Hal ini ditulis
semata-mata untuk mendapatkan mood..kerana sesungguhnya esok saya akan
menduduki peperiksaan Obstetrics&Gynaecology MED 3048 bagi tahun 3 MBBS.
Owh..skemA nye!
Once upon a time,
ayah asked me:
"kamu penah
sambut baby kat hospital?"
"penah. Tapi
sekali je la..tu pun sebab specialist tu tarik."
"semua org dah
penah try la?" (referring to my groupmates)
"nope..rasenye
takde kot..susah nak dapat peluang sebab dokter salu tak kasi"
"bagusla kamu
dapat..tu rezeki kamu la..nak jadi pakar sakit puan"
*conclusion yg
sangat menakjubkan*.hoho.
I never thought
about that until that day when this conversation happened.
Before I joined
medical school, I really wanted to become an obstetrician.

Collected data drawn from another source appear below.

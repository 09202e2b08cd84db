//! Token counting and budget enforcement

mod budget;
mod tokenizer;

pub use budget::TokenBudget;
#[cfg(feature = "tiktoken")]
pub use tokenizer::TiktokenTokenizer;
pub use tokenizer::{CharRatioTokenizer, Tokenizer};
//! LCR Bench core
//!
//! Long-context reading benchmark harness: runs a model over question sets
//! backed by document collections, grades every answer with a judge model
//! and keeps a resumable JSONL result file with a live statistics header.
//!
//! # Features
//!
//! - **Bounded concurrency**: one [`ConcurrencyGate`] shared by task and
//!   judge calls
//! - **Token budgeting**: oversized tasks are skipped before any network call
//! - **Streaming client**: OpenAI-compatible SSE completions with
//!   exponential-backoff retries
//! - **Resumable store**: already-graded questions are never run twice
//!
//! # Example
//!
//! ```rust,ignore
//! use lcr_core::{CompletionClient, CharRatioTokenizer, RunConfig, RunPlan, plan_run};
//!
//! let config = RunConfig::new("my-model");
//! let plan = plan_run(
//!     &config,
//!     Arc::new(CompletionClient::new()?),
//!     Arc::new(CharRatioTokenizer::new()),
//!     chrono::Local::now(),
//! )?;
//! if let RunPlan::Ready { mut pipeline, questions } = plan {
//!     let summary = pipeline.run(&questions, &CancellationToken::new(), None).await?;
//! }
//! ```

pub mod concurrency;
pub mod config;
pub mod dataset;
pub mod error;
pub mod judge;
pub mod llm;
pub mod pipeline;
pub mod runner;
pub mod store;
pub mod tokens;

// Re-exports for convenience
pub use concurrency::ConcurrencyGate;
pub use config::{ModelEndpointConfig, ModelRegistry, RunConfig};
pub use dataset::{DocumentSource, FsDocumentSource, QuestionRecord};
pub use error::{ErrorKind, EvalError, EvalResult};
pub use judge::{Judge, JudgeVerdict, normalize_judge_result};
pub use llm::{ChatCompletion, CompletionClient, CompletionOutcome, RetryPolicy, TokenUsage};
pub use pipeline::{Pipeline, PipelineEvent, ProgressCallback, RunPlan, RunSummary, plan_run};
pub use runner::{TaskOutcome, TaskRunner};
pub use store::{HEADER_WIDTH, RecordVerdict, ResultRecord, ResultStore, StatsHeader};
#[cfg(feature = "tiktoken")]
pub use tokens::TiktokenTokenizer;
pub use tokens::{CharRatioTokenizer, TokenBudget, Tokenizer};
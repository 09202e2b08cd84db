//! Grading of candidate answers by a judge model

mod verdict;

pub use verdict::{JudgeVerdict, normalize_judge_result};

use crate::concurrency::ConcurrencyGate;
use crate::config::ModelEndpointConfig;
use crate::error::EvalResult;
use crate::llm::{ChatCompletion, TokenUsage};
use crate::tokens::TokenBudget;
use std::sync::Arc;

/// Fixed grading prompt; the judge is asked to reply with a single word.
pub fn build_judge_prompt(question: &str, gold_answer: &str, candidate_answer: &str) -> String {
    format!(
        "Assess whether the following CANDIDATE ANSWER is CORRECT or INCORRECT.\n\
         For the CANDIDATE ANSWER to be correct, it must be consistent with the OFFICIAL ANSWER.\n\
         \n\
         The question, for reference only: {question}\n\
         The OFFICIAL ANSWER: {gold_answer}\n\
         CANDIDATE ANSWER TO ASSESS: {candidate_answer}\n\
         \n\
         Reply only with CORRECT or INCORRECT.\n"
    )
}

/// Grades candidate answers against the official one.
///
/// The judge shares the task model's [`ConcurrencyGate`]; one permit is held
/// for the whole retry sequence of a grading call.
#[derive(Clone)]
pub struct Judge {
    client: Arc<dyn ChatCompletion>,
    gate: ConcurrencyGate,
    budget: TokenBudget,
    endpoint: ModelEndpointConfig,
    retries: u32,
}

impl Judge {
    pub fn new(
        client: Arc<dyn ChatCompletion>,
        gate: ConcurrencyGate,
        budget: TokenBudget,
        endpoint: ModelEndpointConfig,
        retries: u32,
    ) -> Self {
        Self {
            client,
            gate,
            budget,
            endpoint,
            retries,
        }
    }

    pub async fn grade(
        &self,
        question: &str,
        gold_answer: &str,
        candidate_answer: &str,
    ) -> EvalResult<(JudgeVerdict, TokenUsage)> {
        let prompt = build_judge_prompt(question, gold_answer, candidate_answer);
        let prompt_tokens = self.budget.count_tokens(&prompt);
        let max_tokens =
            self.budget
                .remaining_for_with_floor(prompt_tokens, self.endpoint.max_tokens, 1);

        let outcome = {
            let _permit = self.gate.acquire().await?;
            self.client
                .complete(&self.endpoint, &prompt, max_tokens, self.retries)
                .await?
        };

        let verdict = normalize_judge_result(&outcome.text);
        tracing::debug!(
            judge = %self.endpoint.model_id,
            verdict = %verdict,
            "graded answer"
        );
        Ok((verdict, outcome.usage))
    }
}

impl std::fmt::Debug for Judge {
    fn fmt(&self, f: &mut std::fmt::Formatter<'_>) -> std::fmt::Result {
        f.debug_struct("Judge")
            .field("endpoint", &self.endpoint)
            .field("retries", &self.retries)
            .finish_non_exhaustive()
    }
}
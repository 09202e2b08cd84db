//! Persisted result records

use crate::dataset::QuestionRecord;
use crate::error::EvalError;
use crate::judge::JudgeVerdict;
use crate::llm::TokenUsage;
use serde::{Deserialize, Serialize};
use std::fmt;

/// Terminal state of one question, as written in `judge_result`
#[derive(Debug, Clone, Copy, PartialEq, Eq, Hash, Serialize, Deserialize)]
#[serde(rename_all = "SCREAMING_SNAKE_CASE")]
pub enum RecordVerdict {
    Correct,
    Incorrect,
    Unknown,
    Skipped,
    Error,
}

impl RecordVerdict {
    pub fn as_str(self) -> &'static str {
        match self {
            RecordVerdict::Correct => "CORRECT",
            RecordVerdict::Incorrect => "INCORRECT",
            RecordVerdict::Unknown => "UNKNOWN",
            RecordVerdict::Skipped => "SKIPPED",
            RecordVerdict::Error => "ERROR",
        }
    }

    pub fn is_error(self) -> bool {
        self == RecordVerdict::Error
    }

    pub fn is_correct(self) -> bool {
        self == RecordVerdict::Correct
    }
}

impl From<JudgeVerdict> for RecordVerdict {
    fn from(verdict: JudgeVerdict) -> Self {
        match verdict {
            JudgeVerdict::Correct => RecordVerdict::Correct,
            JudgeVerdict::Incorrect => RecordVerdict::Incorrect,
            JudgeVerdict::Unknown => RecordVerdict::Unknown,
        }
    }
}

impl fmt::Display for RecordVerdict {
    fn fmt(&self, f: &mut fmt::Formatter<'_>) -> fmt::Result {
        f.write_str(self.as_str())
    }
}

/// One outcome for one question. Field order is the on-disk key order.
#[derive(Debug, Clone, PartialEq, Eq, Serialize, Deserialize)]
pub struct ResultRecord {
    pub question_id: String,
    pub question: String,
    pub gold_answer: String,
    pub llm_answer: String,
    pub judge_result: RecordVerdict,
    pub prompt_token: u64,
    pub completion_token: u64,
    #[serde(default, skip_serializing_if = "Option::is_none")]
    pub skipped_reason: Option<String>,
    #[serde(default, skip_serializing_if = "Option::is_none")]
    pub error: Option<String>,
}

impl ResultRecord {
    fn base(question: &QuestionRecord, judge_result: RecordVerdict) -> Self {
        Self {
            question_id: question.id.clone(),
            question: question.question.clone(),
            gold_answer: question.gold_answer.clone(),
            llm_answer: String::new(),
            judge_result,
            prompt_token: 0,
            completion_token: 0,
            skipped_reason: None,
            error: None,
        }
    }

    pub fn skipped(question: &QuestionRecord, reason: impl Into<String>) -> Self {
        Self {
            skipped_reason: Some(reason.into()),
            ..Self::base(question, RecordVerdict::Skipped)
        }
    }

    pub fn failed(question: &QuestionRecord, error: &EvalError) -> Self {
        Self {
            error: Some(error.to_record_string()),
            ..Self::base(question, RecordVerdict::Error)
        }
    }

    pub fn completed(
        question: &QuestionRecord,
        llm_answer: impl Into<String>,
        verdict: JudgeVerdict,
        usage: TokenUsage,
    ) -> Self {
        Self {
            llm_answer: llm_answer.into(),
            prompt_token: usage.prompt_tokens,
            completion_token: usage.completion_tokens,
            ..Self::base(question, verdict.into())
        }
    }

    pub fn is_error(&self) -> bool {
        self.judge_result.is_error()
    }
}
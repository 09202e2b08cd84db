//! SSE event type

/// One dispatched SSE event
#[derive(Debug, Clone, PartialEq, Eq)]
pub struct SseEvent {
    /// Value of the `event:` field, if any
    pub event_type: Option<String>,
    /// Concatenated `data:` lines
    pub data: String,
}

impl SseEvent {
    pub fn new(data: impl Into<String>) -> Self {
        Self {
            event_type: None,
            data: data.into(),
        }
    }

    /// The `[DONE]` terminator of OpenAI-compatible streams
    pub fn is_done(&self) -> bool {
        self.data.trim() == "[DONE]"
    }
}
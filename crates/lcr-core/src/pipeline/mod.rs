//! Evaluation pipeline
//!
//! Launches one unit of work per pending question, drains them in
//! completion order and feeds every terminal record to the
//! [`ResultStore`](crate::store::ResultStore), which is only ever touched by
//! the draining loop.

mod events;
mod executor;
mod setup;

pub use events::{PipelineEvent, ProgressCallback, RunSummary};
pub use executor::Pipeline;
pub use setup::{RunPlan, plan_run};
//! Question records and CSV loading

use crate::error::{EvalError, EvalResult};
use serde::{Deserialize, Serialize};
use std::io::Read;
use std::path::Path;

/// One benchmark question
#[derive(Debug, Clone, Default, PartialEq, Eq, Serialize, Deserialize)]
pub struct QuestionRecord {
    /// Stable identifier, integer-like
    pub id: String,
    pub question: String,
    /// Reference answer the judge compares against
    pub gold_answer: String,
    pub document_category: String,
    pub document_set_id: String,
    /// Source documents in prompt order
    pub source_filenames: Vec<String>,
}

impl QuestionRecord {
    /// Integer value of the id used for ordering; unparseable ids sort as 0
    pub fn sort_key(&self) -> i64 {
        self.id.trim().parse().unwrap_or(0)
    }
}

#[derive(Debug, Default, Deserialize)]
struct CsvRow {
    #[serde(default)]
    question_id: Option<String>,
    #[serde(default)]
    question: Option<String>,
    #[serde(default)]
    answer: Option<String>,
    #[serde(default)]
    document_category: Option<String>,
    #[serde(default)]
    document_set_id: Option<String>,
    #[serde(default)]
    data_source_filenames: Option<String>,
}

impl From<CsvRow> for QuestionRecord {
    fn from(row: CsvRow) -> Self {
        let trimmed = |value: Option<String>| value.unwrap_or_default().trim().to_string();
        let source_filenames = row
            .data_source_filenames
            .map(|names| {
                names
                    .split(';')
                    .map(str::trim)
                    .filter(|name| !name.is_empty())
                    .map(str::to_string)
                    .collect()
            })
            .unwrap_or_default();

        Self {
            id: trimmed(row.question_id),
            question: trimmed(row.question),
            gold_answer: trimmed(row.answer),
            document_category: trimmed(row.document_category),
            document_set_id: trimmed(row.document_set_id),
            source_filenames,
        }
    }
}

/// Load all questions from a CSV file, sorted by integer id
pub fn load_questions(path: &Path) -> EvalResult<Vec<QuestionRecord>> {
    let file = std::fs::File::open(path).map_err(|e| {
        EvalError::io_with_path(
            format!("Failed to open dataset: {}", e),
            path.display().to_string(),
        )
    })?;
    read_questions(file)
}

/// Read questions from any CSV source.
///
/// Missing columns become empty strings and rows that cannot be decoded are
/// skipped with a warning.
pub fn read_questions(reader: impl Read) -> EvalResult<Vec<QuestionRecord>> {
    let mut csv_reader = csv::ReaderBuilder::new()
        .flexible(true)
        .from_reader(reader);

    let mut questions = Vec::new();
    for (index, row) in csv_reader.deserialize::<CsvRow>().enumerate() {
        match row {
            Ok(row) => questions.push(QuestionRecord::from(row)),
            Err(e) => tracing::warn!(row = index + 1, error = %e, "skipping malformed dataset row"),
        }
    }

    questions.sort_by_key(QuestionRecord::sort_key);
    Ok(questions)
}
//! Two-region file: a fixed-size header at offset zero followed by an
//! append-only log.

use crate::error::{EvalError, EvalResult};
use std::fs::{File, OpenOptions};
use std::io::{Seek, SeekFrom, Write};
use std::path::{Path, PathBuf};
use tempfile::NamedTempFile;

/// Single-writer handle over a headered log file.
///
/// Callers never deal with offsets: [`patch_header`](Self::patch_header)
/// rewrites bytes `0..header_len` and [`append_line`](Self::append_line)
/// writes at the tracked log cursor. Both flush before returning.
#[derive(Debug)]
pub struct HeaderedLog {
    path: PathBuf,
    file: File,
    header_len: usize,
    cursor: u64,
}

impl HeaderedLog {
    /// Replace the file at `path` with `header` followed by `lines`.
    ///
    /// The new content is written to a sibling temp file and renamed over
    /// the target, so a crash leaves either the old or the new file.
    pub fn rewrite<S: AsRef<str>>(path: &Path, header: &str, lines: &[S]) -> EvalResult<Self> {
        let dir = match path.parent() {
            Some(parent) if !parent.as_os_str().is_empty() => parent,
            _ => Path::new("."),
        };
        std::fs::create_dir_all(dir).map_err(|e| {
            EvalError::io_with_path(
                format!("Failed to create directory: {}", e),
                dir.display().to_string(),
            )
        })?;

        let mut temp = NamedTempFile::new_in(dir).map_err(|e| {
            EvalError::io_with_path(
                format!("Failed to create temp file: {}", e),
                dir.display().to_string(),
            )
        })?;
        temp.write_all(header.as_bytes())?;
        for line in lines {
            temp.write_all(line.as_ref().as_bytes())?;
            temp.write_all(b"\n")?;
        }
        temp.flush()?;
        if let Ok(existing) = std::fs::metadata(path) {
            temp.as_file().set_permissions(existing.permissions())?;
        }
        temp.persist(path).map_err(|e| {
            EvalError::io_with_path(
                format!("Failed to replace result file: {}", e.error),
                path.display().to_string(),
            )
        })?;

        tracing::debug!(path = %path.display(), lines = lines.len(), "result file rewritten");
        Self::open(path, header.len())
    }

    /// Open an existing headered file whose header occupies `header_len`
    /// bytes including its newline.
    pub fn open(path: &Path, header_len: usize) -> EvalResult<Self> {
        let mut file = OpenOptions::new()
            .read(true)
            .write(true)
            .open(path)
            .map_err(|e| {
                EvalError::io_with_path(
                    format!("Failed to open result file: {}", e),
                    path.display().to_string(),
                )
            })?;
        let cursor = file.seek(SeekFrom::End(0))?;
        if cursor < header_len as u64 {
            return Err(EvalError::storage(format!(
                "{} is shorter than its {} byte header",
                path.display(),
                header_len
            )));
        }
        Ok(Self {
            path: path.to_path_buf(),
            file,
            header_len,
            cursor,
        })
    }

    /// Overwrite the header in place. The new header must have exactly the
    /// length of the old one.
    pub fn patch_header(&mut self, header: &str) -> EvalResult<()> {
        if header.len() != self.header_len {
            return Err(EvalError::storage(format!(
                "Header of {} bytes cannot replace a {} byte header",
                header.len(),
                self.header_len
            )));
        }
        self.file.seek(SeekFrom::Start(0))?;
        self.file.write_all(header.as_bytes())?;
        self.file.seek(SeekFrom::Start(self.cursor))?;
        self.file.flush()?;
        Ok(())
    }

    /// Append one line (a newline is added) at the end of the log region
    pub fn append_line(&mut self, line: &str) -> EvalResult<()> {
        self.file.seek(SeekFrom::Start(self.cursor))?;
        self.file.write_all(line.as_bytes())?;
        self.file.write_all(b"\n")?;
        self.file.flush()?;
        self.cursor += line.len() as u64 + 1;
        Ok(())
    }

    pub fn path(&self) -> &Path {
        &self.path
    }

    /// Byte offset where the next line will be written
    pub fn cursor(&self) -> u64 {
        self.cursor
    }
}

But until I did
O&G posting, my mind changed. I am confused now.
When I told ayah
that I'm interested in General Medicine, he didn't look happy.
"takkan u nak
jadi dokter biasa je sampai bile bile. U should have at least 2 Masters. Have u
ever heard about NARITA pioneer? He had 5 masters with him. That's why he
became a successful man."
"u should take
another degree too..perhaps homeopathy..so that u will not become a rigid and
close-minded doctor in future. A doctor shouldn't listen solely to what
pharmaceutical agent promotion..coz they just want to sell their drugs."
"tengok kawan
ayah yang Dr A tu, die pun ade MBBS..then baru die study homeopathy."
When ayah asked me
whether I'm interested in surgery or not..definitely my answer was NO..and will
always be NO! My dad was fine with that. But he still wants me to become an
obstetrician.
"kalau tidak,
sia-sia lah ayah melabur..ni semua untuk kebaikan orang Islam. Kalau bukan
kamu, siapa lagi. Dah berapa ramai perempuan kat hospital yang delivered by
male doctor? There should be a way..that condition was not dharurat by any
means.."
Oh NO.. I can't
accept those! I knew it from the beginning. But I really need a good, healthy
and warm environment to grow better in this field. (which I couldn't find it
yet)
When I did
Reproductive block during my second year, I wished to get an 'A' so that my
ambition to become an O&G specialist would be brighter..but the results
came out B+. I was thinking about to ask faculty to recheck my paper, but I was
not moved because I didn't want to put shame on me.-.-
Eventually, my result changed on the exam transcript. It
was an A- (I have no idea how that thing was possible)
Tomorrow, I will be
doing my O&G written exam. and again my wish is the same. I want to get an
A.
Wish me luck~
O Allah..please
guide me..insyaAllah I'll try my best.